Harsh conditions in psychiatric hospitals were hidden from the public by Ministers for Health who, for decades, ignored their legal obligation to publish reports on them, a new book states.
The book, to be launched tonight, also complains that thousands of mentally handicapped people were incarcerated in mental hospitals because they were rejected by religious orders and voluntary organisations.
Walls of Silence is written by Ms Annie Ryan, the mother of an autistic man, who has been campaigning for better conditions in St Ita's Hospital, Portrane, for more than 20 years. She is a former president of the National Association for the Mentally Handicapped of Ireland and was a member of the Commission on the Status of People with Disabilities.

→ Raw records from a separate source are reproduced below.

//! The vendor (Apple) binary tree codec.
//!
//! The format is fully self-contained and directly recursive: each node is a
//! little-endian property count and child count, that many property records,
//! then that many child nodes of the same shape. There are no offsets into
//! shared tables, so decode and encode are both single forward passes.

use core::mem::size_of;
use core::str::from_utf8;

use alloc::string::ToString;
use alloc::vec::Vec;

use crate::adt::node::{AdtNode, AdtProp};
use crate::adt::value::{infer_type, reverse_type, AdtValue, ByteOrder};
use crate::error::DevTreeError;
use crate::priv_util::SliceRead;
use crate::spec::{
    align_token, ADT_PROP_NAME_LEN, ADT_PROP_SIZE_MASK, ADT_PROP_TEMPLATE_FLAG,
};

/// Decode a vendor-form buffer into the logical tree.
pub fn decode(buf: &[u8]) -> Result<AdtNode, DevTreeError> {
    let mut off = 0;
    let root = decode_node(buf, &mut off)?;
    debug!("decoded ADT root: {:#x} of {:#x} bytes consumed", off, buf.len());
    Ok(root)
}

fn decode_node(buf: &[u8], off: &mut usize) -> Result<AdtNode, DevTreeError> {
    let prop_count = buf.read_le_u32(*off)?;
    *off += size_of::<u32>();
    let child_count = buf.read_le_u32(*off)?;
    *off += size_of::<u32>();

    let mut node = AdtNode::new();
    for _ in 0..prop_count {
        node.props.push(decode_prop(buf, off)?);
    }
    for _ in 0..child_count {
        node.children.push(decode_node(buf, off)?);
    }
    Ok(node)
}

fn decode_prop(buf: &[u8], off: &mut usize) -> Result<AdtProp, DevTreeError> {
    // Exact 32-byte name field, null-padded.
    let name_field = buf.subslice(*off, ADT_PROP_NAME_LEN)?;
    let name_len = name_field
        .iter()
        .position(|&b| b == 0)
        .unwrap_or(ADT_PROP_NAME_LEN);
    let name = from_utf8(&name_field[..name_len])?.to_string();
    *off += ADT_PROP_NAME_LEN;

    // One word packs the 31-bit value size and the template flag.
    let word = buf.read_le_u32(*off)?;
    *off += size_of::<u32>();
    let size = (word & ADT_PROP_SIZE_MASK) as usize;
    let template = word & ADT_PROP_TEMPLATE_FLAG != 0;

    let raw = buf.subslice(*off, size)?;
    *off += size;
    *off = align_token(*off);

    let value = AdtValue::decode(infer_type(&name, raw), raw, ByteOrder::Little)?;
    Ok(AdtProp {
        name,
        template,
        value,
    })
}

/// Encode the logical tree back into vendor-form bytes.
///
/// The inverse of [`decode`]: for input that decode produced, the output is
/// byte-identical to the original buffer (the format has no optional padding
/// choices).
pub fn encode(root: &AdtNode) -> Result<Vec<u8>, DevTreeError> {
    let mut out = Vec::new();
    encode_node(root, &mut out)?;
    Ok(out)
}

fn encode_node(node: &AdtNode, out: &mut Vec<u8>) -> Result<(), DevTreeError> {
    out.extend_from_slice(&(node.props.len() as u32).to_le_bytes());
    out.extend_from_slice(&(node.children.len() as u32).to_le_bytes());
    for prop in &node.props {
        encode_prop(prop, out)?;
    }
    for child in &node.children {
        encode_node(child, out)?;
    }
    Ok(())
}

fn encode_prop(prop: &AdtProp, out: &mut Vec<u8>) -> Result<(), DevTreeError> {
    if prop.name.len() > ADT_PROP_NAME_LEN {
        return Err(DevTreeError::ParseError);
    }
    let mut name_field = [0u8; ADT_PROP_NAME_LEN];
    name_field[..prop.name.len()].copy_from_slice(prop.name.as_bytes());
    out.extend_from_slice(&name_field);

    let mut payload = Vec::new();
    prop.value.encode(
        reverse_type(&prop.name, &prop.value),
        ByteOrder::Little,
        &mut payload,
    )?;
    if payload.len() > ADT_PROP_SIZE_MASK as usize {
        return Err(DevTreeError::ParseError);
    }

    let mut word = payload.len() as u32;
    if prop.template {
        word |= ADT_PROP_TEMPLATE_FLAG;
    }
    out.extend_from_slice(&word.to_le_bytes());
    out.extend_from_slice(&payload);
    while out.len() != align_token(out.len()) {
        out.push(0);
    }
    Ok(())
}
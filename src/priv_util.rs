//! Bounded primitive reads over raw byte slices.
//!
//! Every decoder in this crate funnels its buffer access through [`SliceRead`]
//! so out-of-range offsets surface as errors instead of panics. Reads copy
//! into fixed-size arrays before conversion, so buffers of any alignment are
//! accepted.

use core::mem::size_of;

/// A failure while reading from a raw byte slice.
#[derive(Debug, Clone, Copy, PartialEq, Eq)]
pub enum SliceReadError {
    /// The requested range extends past the end of the slice.
    UnexpectedEndOfInput,
    /// A null-terminated string had no terminator within its bounds.
    UnterminatedString,
}

pub type SliceReadResult<T> = Result<T, SliceReadError>;

pub trait SliceRead {
    fn read_be_u32(&self, offset: usize) -> SliceReadResult<u32>;
    fn read_be_u64(&self, offset: usize) -> SliceReadResult<u64>;
    fn read_le_u32(&self, offset: usize) -> SliceReadResult<u32>;
    fn read_le_u64(&self, offset: usize) -> SliceReadResult<u64>;

    /// Read a null-terminated byte string beginning at `offset`.
    ///
    /// The returned slice excludes the terminator.
    fn read_bstring0(&self, offset: usize) -> SliceReadResult<&[u8]>;

    /// As [`SliceRead::read_bstring0`] but scanning at most `max` bytes.
    fn nread_bstring0(&self, offset: usize, max: usize) -> SliceReadResult<&[u8]>;

    /// Borrow `len` bytes starting at `offset`.
    fn subslice(&self, offset: usize, len: usize) -> SliceReadResult<&[u8]>;
}

macro_rules! impl_read_int {
    ( $fn:ident, $t:ty, $from:ident ) => {
        #[inline]
        fn $fn(&self, offset: usize) -> SliceReadResult<$t> {
            let mut arr = [0u8; size_of::<$t>()];
            arr.copy_from_slice(self.subslice(offset, size_of::<$t>())?);
            Ok(<$t>::$from(arr))
        }
    };
}

impl SliceRead for [u8] {
    impl_read_int!(read_be_u32, u32, from_be_bytes);
    impl_read_int!(read_be_u64, u64, from_be_bytes);
    impl_read_int!(read_le_u32, u32, from_le_bytes);
    impl_read_int!(read_le_u64, u64, from_le_bytes);

    fn read_bstring0(&self, offset: usize) -> SliceReadResult<&[u8]> {
        if offset > self.len() {
            return Err(SliceReadError::UnexpectedEndOfInput);
        }
        match self[offset..].iter().position(|&b| b == 0) {
            Some(end) => Ok(&self[offset..offset + end]),
            None => Err(SliceReadError::UnterminatedString),
        }
    }

    fn nread_bstring0(&self, offset: usize, max: usize) -> SliceReadResult<&[u8]> {
        if offset > self.len() {
            return Err(SliceReadError::UnexpectedEndOfInput);
        }
        let window = &self[offset..self.len().min(offset.saturating_add(max))];
        match window.iter().position(|&b| b == 0) {
            Some(end) => Ok(&window[..end]),
            None => Err(SliceReadError::UnterminatedString),
        }
    }

    fn subslice(&self, offset: usize, len: usize) -> SliceReadResult<&[u8]> {
        let end = offset
            .checked_add(len)
            .ok_or(SliceReadError::UnexpectedEndOfInput)?;
        if end > self.len() {
            return Err(SliceReadError::UnexpectedEndOfInput);
        }
        Ok(&self[offset..end])
    }
}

No reports of the Inspector of Mental Hospitals were published from 1962 until 1979. After that, a further nine years passed before publication of reports resumed in 1988, she writes.
Overcrowding, poor nutrition and gross deficiencies in bedding, clothing, hygiene and sanitation all escaped public scrutiny for the best part of 30 years, the book says. Nurses and doctors in the hospitals were treated with "equal contempt" by the health authorities, and this contributed to bad industrial relations in the hospitals.

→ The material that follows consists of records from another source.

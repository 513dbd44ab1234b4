use core::mem::size_of;
use core::str::from_utf8;

use crate::base::iters::DevTreeReserveEntryIter;
use crate::base::parse::{next_token, ParsedTok};
use crate::error::DevTreeError;
use crate::priv_util::SliceRead;
use crate::spec::{fdt_header, FDT_MAGIC};

use alloc::vec::Vec;

macro_rules! get_be32_field {
    ( $f:ident, $s:ident , $buf:expr ) => {
        $buf.read_be_u32(offset_of!($s, $f))
    };
}

/// A parseable Flattened Device Tree.
///
/// This parser was written according to the v0.3 specification provided at
/// https://www.devicetree.org/
///
/// Construction validates the header and the region layout; the accessors
/// below are infallible afterwards.
#[derive(Copy, Clone, Debug)]
pub struct DevTree<'a> {
    buf: &'a [u8],
}

impl<'a> DevTree<'a> {
    pub const MIN_HEADER_SIZE: usize = size_of::<fdt_header>();

    /// Verify the magic header of a Device Tree buffer.
    #[inline]
    pub fn verify_magic(buf: &[u8]) -> Result<(), DevTreeError> {
        if get_be32_field!(magic, fdt_header, buf)? != FDT_MAGIC {
            Err(DevTreeError::InvalidMagicNumber)
        } else {
            Ok(())
        }
    }

    /// Using the provided byte slice this method will:
    ///
    /// 1. Verify that the slice begins with the magic Device Tree header
    /// 2. Return the reported `totalsize` field of the Device Tree header
    ///
    /// When one must parse a Flattened Device Tree, it's possible that the
    /// actual size of the device tree may be unknown. For that reason, this
    /// method can be called before constructing the [`DevTree`].
    #[inline]
    pub fn read_totalsize(buf: &[u8]) -> Result<usize, DevTreeError> {
        Self::verify_magic(buf)?;
        Ok(get_be32_field!(totalsize, fdt_header, buf)? as usize)
    }

    /// Construct the parseable DevTree object from the provided byte slice.
    ///
    /// The buffer must hold the whole tree; trailing bytes past `totalsize`
    /// are ignored. Fails with [`DevTreeError::InconsistentLayout`] if the
    /// header's offsets and sizes do not carve the buffer into
    /// header/reservation/structure/strings regions.
    pub fn new(buf: &'a [u8]) -> Result<Self, DevTreeError> {
        let totalsize = Self::read_totalsize(buf)?;
        if totalsize > buf.len() || totalsize < Self::MIN_HEADER_SIZE {
            return Err(DevTreeError::InconsistentLayout);
        }

        let ret = Self { buf };
        ret.verify_layout()?;
        debug!(
            "parsed FDT header: totalsize={:#x} version={} struct={:#x}+{:#x} strings={:#x}+{:#x}",
            ret.totalsize(),
            ret.version(),
            ret.off_dt_struct(),
            ret.size_dt_struct(),
            ret.off_dt_strings(),
            ret.size_dt_strings(),
        );
        Ok(ret)
    }

    fn verify_layout(&self) -> Result<(), DevTreeError> {
        let totalsize = self.totalsize();

        let struct_end = self
            .off_dt_struct()
            .checked_add(self.size_dt_struct())
            .ok_or(DevTreeError::InconsistentLayout)?;
        let strings_end = self
            .off_dt_strings()
            .checked_add(self.size_dt_strings())
            .ok_or(DevTreeError::InconsistentLayout)?;
        if struct_end > totalsize || strings_end > totalsize {
            return Err(DevTreeError::InconsistentLayout);
        }

        // The reservation block has no explicit size; it owns whatever the
        // other regions do not. A negative remainder means the header lies.
        let rsv_size = totalsize
            .checked_sub(self.size_dt_struct())
            .and_then(|s| s.checked_sub(self.size_dt_strings()))
            .and_then(|s| s.checked_sub(Self::MIN_HEADER_SIZE))
            .ok_or(DevTreeError::InconsistentLayout)?;
        let rsv_end = self
            .off_mem_rsvmap()
            .checked_add(rsv_size)
            .ok_or(DevTreeError::InconsistentLayout)?;
        if rsv_end > totalsize {
            return Err(DevTreeError::InconsistentLayout);
        }

        // Token records are u32-aligned by construction.
        if self.off_dt_struct() % size_of::<u32>() != 0
            || self.off_mem_rsvmap() % size_of::<u32>() != 0
        {
            return Err(DevTreeError::ParseError);
        }
        Ok(())
    }

    /// Returns the totalsize field of the Device Tree.
    #[inline]
    #[must_use]
    pub fn totalsize(&self) -> usize {
        // Infallible: `new` checked the buffer covers the whole header.
        get_be32_field!(totalsize, fdt_header, self.buf).unwrap() as usize
    }

    /// Returns the rsvmap offset field of the Device Tree.
    #[inline]
    #[must_use]
    pub fn off_mem_rsvmap(&self) -> usize {
        get_be32_field!(off_mem_rsvmap, fdt_header, self.buf).unwrap() as usize
    }

    /// Returns the dt_struct offset field of the Device Tree.
    #[inline]
    #[must_use]
    pub fn off_dt_struct(&self) -> usize {
        get_be32_field!(off_dt_struct, fdt_header, self.buf).unwrap() as usize
    }

    #[inline]
    #[must_use]
    pub fn size_dt_struct(&self) -> usize {
        get_be32_field!(size_dt_struct, fdt_header, self.buf).unwrap() as usize
    }

    /// Returns the dt_strings offset field of the Device Tree.
    #[inline]
    #[must_use]
    pub fn off_dt_strings(&self) -> usize {
        get_be32_field!(off_dt_strings, fdt_header, self.buf).unwrap() as usize
    }

    #[inline]
    #[must_use]
    pub fn size_dt_strings(&self) -> usize {
        get_be32_field!(size_dt_strings, fdt_header, self.buf).unwrap() as usize
    }

    #[inline]
    #[must_use]
    pub fn version(&self) -> u32 {
        get_be32_field!(version, fdt_header, self.buf).unwrap()
    }

    #[inline]
    #[must_use]
    pub fn last_comp_version(&self) -> u32 {
        get_be32_field!(last_comp_version, fdt_header, self.buf).unwrap()
    }

    #[inline]
    #[must_use]
    pub fn boot_cpuid_phys(&self) -> u32 {
        get_be32_field!(boot_cpuid_phys, fdt_header, self.buf).unwrap()
    }

    /// Derived byte length of the memory reservation block.
    #[inline]
    #[must_use]
    pub fn rsv_region_size(&self) -> usize {
        self.totalsize() - self.size_dt_struct() - self.size_dt_strings() - Self::MIN_HEADER_SIZE
    }

    /// The structure block as a slice. Token offsets are relative to it.
    #[inline]
    #[must_use]
    pub fn struct_region(&self) -> &'a [u8] {
        // Region bounds were checked in `new`.
        &self.buf[self.off_dt_struct()..self.off_dt_struct() + self.size_dt_struct()]
    }

    /// The strings block as a slice. Property name offsets resolve into it.
    #[inline]
    #[must_use]
    pub fn strings_region(&self) -> &'a [u8] {
        &self.buf[self.off_dt_strings()..self.off_dt_strings() + self.size_dt_strings()]
    }

    /// Resolve a property name offset against the strings block.
    pub fn string_at(&self, offset: usize) -> Result<&'a str, DevTreeError> {
        let bytes = self.strings_region().read_bstring0(offset)?;
        Ok(from_utf8(bytes)?)
    }

    /// Collect the structure block's token records.
    ///
    /// Parsing stops at the first end-of-stream token; anything after it is
    /// left unread.
    pub fn tokens(&self) -> Result<Vec<ParsedTok<'a>>, DevTreeError> {
        let region = self.struct_region();
        let mut toks = Vec::new();
        let mut off = 0;
        while let Some(tok) = next_token(region, &mut off)? {
            toks.push(tok);
        }
        Ok(toks)
    }

    /// Returns an iterator over the Dev Tree "5.3 Memory Reservation Blocks".
    #[inline]
    #[must_use]
    pub fn reserved_entries(&self) -> DevTreeReserveEntryIter<'_, 'a> {
        DevTreeReserveEntryIter::new(self)
    }

    #[inline]
    #[must_use]
    pub fn buf(&self) -> &'a [u8] {
        self.buf
    }
}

Psychiatric hospitals became the homes of thousands of people with mental handicaps, and the author lays much of the responsibility for this at the door of religious orders and voluntary organisations.
These bodies were given money and land by the State to provide care for people with mental handicaps but their selectiveness about who they would accept meant the psychiatric hospitals were the only alternative for many people.
Ms Ryan paints a distressing picture of "the little mildly mentally handicapped children who were sent away to distant institutions, never to come home again".
When they were discharged at 16, often the only place for them was the County Home or a psychiatric hospital.
In 1980, she writes, a Department of Health working party found that 2,000 people with mild or borderline mental handicap were in residential care who should have been living in their communities. At the same time, 2,000 people with serious mental handicap needed residential care but couldn't get it. And 2,500 mentally handicapped people were in psychiatric or geriatric institutions.